(Problem): Report every line of the listing below in which the string "CliConfig" occurs.
(Material for the task Opens)
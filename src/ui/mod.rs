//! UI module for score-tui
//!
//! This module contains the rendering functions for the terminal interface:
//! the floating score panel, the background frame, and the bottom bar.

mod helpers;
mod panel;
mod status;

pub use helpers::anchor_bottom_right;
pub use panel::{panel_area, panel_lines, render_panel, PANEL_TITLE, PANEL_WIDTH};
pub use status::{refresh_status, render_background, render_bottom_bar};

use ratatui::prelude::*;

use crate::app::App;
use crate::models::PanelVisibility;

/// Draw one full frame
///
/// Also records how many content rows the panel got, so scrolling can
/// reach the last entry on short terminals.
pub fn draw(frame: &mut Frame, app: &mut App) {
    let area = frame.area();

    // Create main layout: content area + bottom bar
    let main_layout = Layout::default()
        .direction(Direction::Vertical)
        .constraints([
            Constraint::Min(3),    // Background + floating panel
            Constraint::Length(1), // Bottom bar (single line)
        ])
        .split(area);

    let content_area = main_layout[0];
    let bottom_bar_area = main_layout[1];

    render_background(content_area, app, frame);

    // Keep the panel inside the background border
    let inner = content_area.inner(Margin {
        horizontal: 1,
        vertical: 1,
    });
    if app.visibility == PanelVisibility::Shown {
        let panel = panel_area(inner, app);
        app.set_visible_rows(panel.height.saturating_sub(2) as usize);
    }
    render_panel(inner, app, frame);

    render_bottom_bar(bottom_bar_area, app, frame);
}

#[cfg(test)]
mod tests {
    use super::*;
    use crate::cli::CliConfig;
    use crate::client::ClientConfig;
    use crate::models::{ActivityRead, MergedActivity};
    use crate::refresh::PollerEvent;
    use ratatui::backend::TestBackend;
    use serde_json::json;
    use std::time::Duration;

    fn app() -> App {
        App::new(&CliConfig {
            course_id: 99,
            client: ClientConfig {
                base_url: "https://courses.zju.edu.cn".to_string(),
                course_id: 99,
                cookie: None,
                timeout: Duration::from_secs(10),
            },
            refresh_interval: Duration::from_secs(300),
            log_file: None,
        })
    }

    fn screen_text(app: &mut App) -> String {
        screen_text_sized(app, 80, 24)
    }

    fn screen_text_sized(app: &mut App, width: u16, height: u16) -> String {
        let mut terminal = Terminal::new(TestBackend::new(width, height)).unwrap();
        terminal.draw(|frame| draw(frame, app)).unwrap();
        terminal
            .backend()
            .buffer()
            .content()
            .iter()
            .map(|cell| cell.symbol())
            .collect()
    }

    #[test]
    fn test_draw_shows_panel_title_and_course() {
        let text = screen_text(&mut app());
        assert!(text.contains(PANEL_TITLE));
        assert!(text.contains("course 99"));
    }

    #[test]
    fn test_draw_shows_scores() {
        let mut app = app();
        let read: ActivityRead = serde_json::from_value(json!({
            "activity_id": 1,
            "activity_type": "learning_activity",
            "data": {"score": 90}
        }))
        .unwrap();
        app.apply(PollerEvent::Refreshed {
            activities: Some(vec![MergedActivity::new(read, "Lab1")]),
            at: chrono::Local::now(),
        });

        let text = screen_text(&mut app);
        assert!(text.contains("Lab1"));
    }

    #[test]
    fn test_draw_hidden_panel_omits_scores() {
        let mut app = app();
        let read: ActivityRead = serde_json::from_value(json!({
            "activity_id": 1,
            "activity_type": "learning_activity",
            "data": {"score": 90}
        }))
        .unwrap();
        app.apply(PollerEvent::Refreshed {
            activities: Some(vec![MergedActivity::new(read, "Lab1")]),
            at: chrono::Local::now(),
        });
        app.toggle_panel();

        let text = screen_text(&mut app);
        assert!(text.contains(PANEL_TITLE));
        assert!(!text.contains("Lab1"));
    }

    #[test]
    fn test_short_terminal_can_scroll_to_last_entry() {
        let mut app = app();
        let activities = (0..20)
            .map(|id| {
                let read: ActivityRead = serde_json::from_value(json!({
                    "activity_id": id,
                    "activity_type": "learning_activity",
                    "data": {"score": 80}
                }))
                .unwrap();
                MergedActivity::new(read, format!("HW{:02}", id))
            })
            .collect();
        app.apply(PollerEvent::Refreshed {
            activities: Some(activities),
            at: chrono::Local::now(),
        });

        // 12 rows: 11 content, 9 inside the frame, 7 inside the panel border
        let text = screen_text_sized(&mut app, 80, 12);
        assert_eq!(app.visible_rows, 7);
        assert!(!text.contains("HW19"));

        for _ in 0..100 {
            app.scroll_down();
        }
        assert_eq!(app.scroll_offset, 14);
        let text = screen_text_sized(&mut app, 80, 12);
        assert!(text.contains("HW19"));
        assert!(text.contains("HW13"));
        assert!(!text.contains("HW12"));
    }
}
(Material for the task Closes)
(Worked solution):
    use crate::cli::CliConfig;
        App::new(&CliConfig {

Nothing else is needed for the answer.